Collected data entries –
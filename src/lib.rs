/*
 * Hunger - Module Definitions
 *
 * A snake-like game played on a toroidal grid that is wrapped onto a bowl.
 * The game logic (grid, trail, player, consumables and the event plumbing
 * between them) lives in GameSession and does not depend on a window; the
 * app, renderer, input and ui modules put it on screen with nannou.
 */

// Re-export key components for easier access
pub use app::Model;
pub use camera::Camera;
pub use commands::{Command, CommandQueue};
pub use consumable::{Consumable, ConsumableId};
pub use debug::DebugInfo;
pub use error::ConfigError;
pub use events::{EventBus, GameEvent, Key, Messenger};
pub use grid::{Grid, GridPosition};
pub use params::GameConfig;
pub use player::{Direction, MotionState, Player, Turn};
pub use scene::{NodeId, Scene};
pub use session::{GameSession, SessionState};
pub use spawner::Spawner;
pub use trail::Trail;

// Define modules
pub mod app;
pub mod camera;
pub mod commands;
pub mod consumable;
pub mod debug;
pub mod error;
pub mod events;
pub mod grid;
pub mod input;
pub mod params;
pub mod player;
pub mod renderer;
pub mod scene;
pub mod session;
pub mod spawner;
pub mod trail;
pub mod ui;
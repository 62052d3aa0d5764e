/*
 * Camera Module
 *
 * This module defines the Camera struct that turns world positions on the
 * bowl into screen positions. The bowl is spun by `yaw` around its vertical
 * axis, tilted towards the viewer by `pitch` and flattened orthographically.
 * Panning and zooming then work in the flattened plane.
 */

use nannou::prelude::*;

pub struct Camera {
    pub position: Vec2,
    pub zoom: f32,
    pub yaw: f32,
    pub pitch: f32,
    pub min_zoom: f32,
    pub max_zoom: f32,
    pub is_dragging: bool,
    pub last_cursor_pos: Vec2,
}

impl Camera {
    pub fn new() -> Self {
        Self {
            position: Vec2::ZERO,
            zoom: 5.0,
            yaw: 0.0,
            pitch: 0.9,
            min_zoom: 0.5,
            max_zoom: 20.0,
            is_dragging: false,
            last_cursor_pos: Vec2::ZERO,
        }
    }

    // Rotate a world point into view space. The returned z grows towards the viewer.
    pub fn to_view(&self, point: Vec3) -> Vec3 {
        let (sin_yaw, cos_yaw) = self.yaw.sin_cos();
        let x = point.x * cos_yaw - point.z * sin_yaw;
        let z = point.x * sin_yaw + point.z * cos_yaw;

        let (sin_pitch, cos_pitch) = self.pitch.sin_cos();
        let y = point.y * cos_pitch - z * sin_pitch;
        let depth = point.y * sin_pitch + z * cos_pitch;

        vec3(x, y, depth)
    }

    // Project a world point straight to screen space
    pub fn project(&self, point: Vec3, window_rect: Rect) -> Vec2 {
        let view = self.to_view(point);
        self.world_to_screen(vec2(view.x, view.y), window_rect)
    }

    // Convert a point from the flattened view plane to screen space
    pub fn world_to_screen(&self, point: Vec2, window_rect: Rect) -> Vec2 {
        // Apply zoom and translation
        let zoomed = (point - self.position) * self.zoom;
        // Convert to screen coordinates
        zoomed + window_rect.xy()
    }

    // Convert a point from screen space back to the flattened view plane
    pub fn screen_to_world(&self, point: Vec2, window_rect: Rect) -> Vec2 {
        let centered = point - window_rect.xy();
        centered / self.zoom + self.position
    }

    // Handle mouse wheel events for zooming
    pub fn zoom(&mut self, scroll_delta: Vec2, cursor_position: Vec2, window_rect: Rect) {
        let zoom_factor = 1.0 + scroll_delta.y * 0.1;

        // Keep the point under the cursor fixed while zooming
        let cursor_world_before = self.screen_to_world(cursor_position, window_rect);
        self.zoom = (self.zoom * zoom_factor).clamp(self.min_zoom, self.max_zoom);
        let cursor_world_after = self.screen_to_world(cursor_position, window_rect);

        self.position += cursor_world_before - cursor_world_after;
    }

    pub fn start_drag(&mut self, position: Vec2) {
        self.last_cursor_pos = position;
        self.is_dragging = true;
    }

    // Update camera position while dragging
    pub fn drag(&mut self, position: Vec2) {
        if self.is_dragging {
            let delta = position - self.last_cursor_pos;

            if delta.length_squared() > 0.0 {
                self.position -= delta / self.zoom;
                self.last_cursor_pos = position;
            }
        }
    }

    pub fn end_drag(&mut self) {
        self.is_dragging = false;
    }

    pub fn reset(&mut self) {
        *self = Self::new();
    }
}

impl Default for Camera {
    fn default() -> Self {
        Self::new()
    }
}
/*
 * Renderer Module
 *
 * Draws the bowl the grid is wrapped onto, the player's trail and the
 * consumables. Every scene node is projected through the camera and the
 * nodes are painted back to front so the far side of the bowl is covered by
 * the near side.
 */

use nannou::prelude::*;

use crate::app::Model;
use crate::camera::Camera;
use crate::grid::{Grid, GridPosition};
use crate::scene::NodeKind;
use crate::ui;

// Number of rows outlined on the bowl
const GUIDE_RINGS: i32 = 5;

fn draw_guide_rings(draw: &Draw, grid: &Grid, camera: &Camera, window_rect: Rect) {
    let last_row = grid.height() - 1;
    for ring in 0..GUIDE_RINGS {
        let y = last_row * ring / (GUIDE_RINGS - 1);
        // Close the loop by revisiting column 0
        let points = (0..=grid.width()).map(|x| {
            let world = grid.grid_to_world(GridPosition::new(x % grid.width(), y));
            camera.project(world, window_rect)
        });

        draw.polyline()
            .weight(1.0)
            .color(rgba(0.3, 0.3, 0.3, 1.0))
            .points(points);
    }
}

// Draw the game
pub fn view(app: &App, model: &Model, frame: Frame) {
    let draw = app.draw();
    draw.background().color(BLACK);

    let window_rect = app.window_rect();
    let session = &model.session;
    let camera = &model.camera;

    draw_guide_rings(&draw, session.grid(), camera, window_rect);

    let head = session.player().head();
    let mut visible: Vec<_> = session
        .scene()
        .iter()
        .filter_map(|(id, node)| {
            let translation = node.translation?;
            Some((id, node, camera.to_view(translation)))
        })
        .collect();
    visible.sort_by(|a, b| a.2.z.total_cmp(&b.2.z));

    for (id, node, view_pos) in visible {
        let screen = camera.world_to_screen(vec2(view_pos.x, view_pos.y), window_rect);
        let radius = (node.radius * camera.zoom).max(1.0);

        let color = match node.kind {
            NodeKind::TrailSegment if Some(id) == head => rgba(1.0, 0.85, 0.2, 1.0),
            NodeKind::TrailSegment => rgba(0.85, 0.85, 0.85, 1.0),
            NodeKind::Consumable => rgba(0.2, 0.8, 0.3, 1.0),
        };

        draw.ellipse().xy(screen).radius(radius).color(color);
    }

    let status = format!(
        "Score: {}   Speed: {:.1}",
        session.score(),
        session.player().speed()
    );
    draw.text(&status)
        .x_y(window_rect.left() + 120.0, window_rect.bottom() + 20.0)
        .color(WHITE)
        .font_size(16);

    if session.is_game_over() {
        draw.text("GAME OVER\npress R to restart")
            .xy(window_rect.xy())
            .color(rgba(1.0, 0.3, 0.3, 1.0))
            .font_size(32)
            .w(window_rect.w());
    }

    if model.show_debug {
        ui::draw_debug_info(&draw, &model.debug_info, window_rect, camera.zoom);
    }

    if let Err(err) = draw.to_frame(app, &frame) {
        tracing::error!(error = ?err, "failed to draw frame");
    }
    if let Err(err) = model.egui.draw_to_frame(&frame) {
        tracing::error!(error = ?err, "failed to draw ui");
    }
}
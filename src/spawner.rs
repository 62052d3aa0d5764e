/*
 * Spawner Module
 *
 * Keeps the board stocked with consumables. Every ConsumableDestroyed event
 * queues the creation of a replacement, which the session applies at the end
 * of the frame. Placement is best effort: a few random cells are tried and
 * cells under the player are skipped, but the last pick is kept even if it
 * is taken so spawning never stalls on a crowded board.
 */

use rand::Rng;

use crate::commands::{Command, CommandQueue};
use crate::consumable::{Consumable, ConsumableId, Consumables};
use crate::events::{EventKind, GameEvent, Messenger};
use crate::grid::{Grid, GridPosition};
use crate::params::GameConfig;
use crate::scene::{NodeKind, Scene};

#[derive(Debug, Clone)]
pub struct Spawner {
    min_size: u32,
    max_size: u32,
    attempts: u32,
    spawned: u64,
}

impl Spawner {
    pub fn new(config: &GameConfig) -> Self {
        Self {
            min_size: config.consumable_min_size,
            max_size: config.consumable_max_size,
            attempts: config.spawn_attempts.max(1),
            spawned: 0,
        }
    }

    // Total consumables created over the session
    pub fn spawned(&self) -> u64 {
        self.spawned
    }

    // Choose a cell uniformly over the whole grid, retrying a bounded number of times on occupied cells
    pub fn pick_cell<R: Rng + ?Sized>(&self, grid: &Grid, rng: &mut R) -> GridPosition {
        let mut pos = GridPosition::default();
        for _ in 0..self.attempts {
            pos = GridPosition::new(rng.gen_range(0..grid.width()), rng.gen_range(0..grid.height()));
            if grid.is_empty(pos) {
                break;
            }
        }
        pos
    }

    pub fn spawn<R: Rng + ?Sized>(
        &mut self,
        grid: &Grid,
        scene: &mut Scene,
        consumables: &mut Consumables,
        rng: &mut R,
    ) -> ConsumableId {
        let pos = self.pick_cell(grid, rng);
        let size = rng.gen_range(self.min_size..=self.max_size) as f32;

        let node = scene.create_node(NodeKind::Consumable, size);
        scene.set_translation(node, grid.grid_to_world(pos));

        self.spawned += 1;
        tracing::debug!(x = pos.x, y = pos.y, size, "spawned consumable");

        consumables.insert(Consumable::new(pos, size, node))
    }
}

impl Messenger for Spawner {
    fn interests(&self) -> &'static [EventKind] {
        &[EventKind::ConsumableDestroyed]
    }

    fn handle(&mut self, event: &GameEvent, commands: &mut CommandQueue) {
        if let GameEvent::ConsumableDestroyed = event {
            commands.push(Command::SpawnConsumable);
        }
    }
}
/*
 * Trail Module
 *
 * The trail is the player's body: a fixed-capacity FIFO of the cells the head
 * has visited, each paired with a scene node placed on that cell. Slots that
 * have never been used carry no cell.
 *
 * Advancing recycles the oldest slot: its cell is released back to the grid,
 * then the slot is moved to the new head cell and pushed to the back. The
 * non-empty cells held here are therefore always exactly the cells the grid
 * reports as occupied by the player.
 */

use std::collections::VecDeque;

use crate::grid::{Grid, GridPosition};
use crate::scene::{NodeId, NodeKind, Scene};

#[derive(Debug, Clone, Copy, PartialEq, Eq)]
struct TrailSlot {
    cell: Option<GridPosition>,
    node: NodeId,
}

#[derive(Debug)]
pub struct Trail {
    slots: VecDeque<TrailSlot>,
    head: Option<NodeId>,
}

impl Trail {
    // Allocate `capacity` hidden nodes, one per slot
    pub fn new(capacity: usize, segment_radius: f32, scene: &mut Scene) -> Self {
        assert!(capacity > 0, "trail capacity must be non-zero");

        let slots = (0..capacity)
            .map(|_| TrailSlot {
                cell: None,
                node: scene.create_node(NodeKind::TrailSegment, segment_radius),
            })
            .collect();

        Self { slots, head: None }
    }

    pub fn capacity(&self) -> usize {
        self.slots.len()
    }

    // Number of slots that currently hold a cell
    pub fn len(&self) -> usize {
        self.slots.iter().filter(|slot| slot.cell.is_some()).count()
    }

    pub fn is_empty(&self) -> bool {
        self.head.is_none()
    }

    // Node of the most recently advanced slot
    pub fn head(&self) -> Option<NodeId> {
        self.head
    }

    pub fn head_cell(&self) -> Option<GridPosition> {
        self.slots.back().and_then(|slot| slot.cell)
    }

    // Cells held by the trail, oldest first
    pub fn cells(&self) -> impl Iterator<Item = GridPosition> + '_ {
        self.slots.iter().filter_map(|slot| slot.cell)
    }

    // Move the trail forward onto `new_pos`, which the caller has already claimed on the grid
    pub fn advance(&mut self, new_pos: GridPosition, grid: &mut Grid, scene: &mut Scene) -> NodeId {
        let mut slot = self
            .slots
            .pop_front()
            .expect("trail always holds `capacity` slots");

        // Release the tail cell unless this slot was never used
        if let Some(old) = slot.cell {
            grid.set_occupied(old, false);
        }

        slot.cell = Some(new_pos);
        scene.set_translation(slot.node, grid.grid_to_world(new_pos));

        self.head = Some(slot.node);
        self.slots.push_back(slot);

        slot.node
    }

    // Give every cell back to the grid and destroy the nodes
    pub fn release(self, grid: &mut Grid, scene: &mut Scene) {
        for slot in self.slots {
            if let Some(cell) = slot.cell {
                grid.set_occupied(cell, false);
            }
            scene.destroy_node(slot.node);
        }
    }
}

---

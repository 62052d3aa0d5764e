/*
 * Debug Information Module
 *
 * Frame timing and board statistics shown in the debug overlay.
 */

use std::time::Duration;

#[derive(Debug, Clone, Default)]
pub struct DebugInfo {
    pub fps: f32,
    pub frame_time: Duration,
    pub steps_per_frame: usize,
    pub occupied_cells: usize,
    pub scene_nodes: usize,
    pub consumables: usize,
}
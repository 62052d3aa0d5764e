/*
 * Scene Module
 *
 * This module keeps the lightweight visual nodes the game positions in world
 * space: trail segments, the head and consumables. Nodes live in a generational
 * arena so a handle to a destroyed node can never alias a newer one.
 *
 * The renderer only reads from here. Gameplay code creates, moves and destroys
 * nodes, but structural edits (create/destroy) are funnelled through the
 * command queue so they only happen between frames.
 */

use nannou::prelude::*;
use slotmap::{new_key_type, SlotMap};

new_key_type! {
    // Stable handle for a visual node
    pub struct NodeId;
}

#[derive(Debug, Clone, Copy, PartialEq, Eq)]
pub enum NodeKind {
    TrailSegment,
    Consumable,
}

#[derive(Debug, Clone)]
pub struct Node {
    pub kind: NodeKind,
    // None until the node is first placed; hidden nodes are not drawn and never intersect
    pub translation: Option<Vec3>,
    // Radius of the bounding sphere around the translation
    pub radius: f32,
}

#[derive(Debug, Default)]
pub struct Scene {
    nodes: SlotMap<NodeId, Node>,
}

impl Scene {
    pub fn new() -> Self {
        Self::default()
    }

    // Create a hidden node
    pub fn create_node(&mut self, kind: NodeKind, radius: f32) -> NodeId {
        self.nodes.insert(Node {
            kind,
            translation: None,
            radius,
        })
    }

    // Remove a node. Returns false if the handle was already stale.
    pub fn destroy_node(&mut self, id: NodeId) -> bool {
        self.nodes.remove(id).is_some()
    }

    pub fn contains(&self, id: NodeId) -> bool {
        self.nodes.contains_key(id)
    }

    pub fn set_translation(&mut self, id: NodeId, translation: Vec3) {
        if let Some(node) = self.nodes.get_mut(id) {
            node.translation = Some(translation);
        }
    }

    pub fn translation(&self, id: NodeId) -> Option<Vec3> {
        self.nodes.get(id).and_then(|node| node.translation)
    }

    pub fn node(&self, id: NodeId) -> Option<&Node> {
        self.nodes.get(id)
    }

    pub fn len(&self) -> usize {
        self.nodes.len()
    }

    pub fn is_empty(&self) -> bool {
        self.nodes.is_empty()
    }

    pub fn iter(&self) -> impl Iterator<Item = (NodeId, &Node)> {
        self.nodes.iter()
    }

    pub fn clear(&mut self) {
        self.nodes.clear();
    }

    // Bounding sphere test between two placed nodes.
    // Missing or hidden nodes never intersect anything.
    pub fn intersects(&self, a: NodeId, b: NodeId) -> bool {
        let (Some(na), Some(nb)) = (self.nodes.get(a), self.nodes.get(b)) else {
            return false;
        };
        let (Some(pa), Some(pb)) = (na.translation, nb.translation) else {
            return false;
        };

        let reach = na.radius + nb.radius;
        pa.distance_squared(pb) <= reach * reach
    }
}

WHAT IS REQUIRED – Check the entries above for the word "color" and copy every line where it turns up.

TASK RESPONSE –
            .color(rgba(0.3, 0.3, 0.3, 1.0))
    draw.background().color(BLACK);
        let color = match node.kind {
        draw.ellipse().xy(screen).radius(radius).color(color);
        .color(WHITE)
            .color(rgba(1.0, 0.3, 0.3, 1.0))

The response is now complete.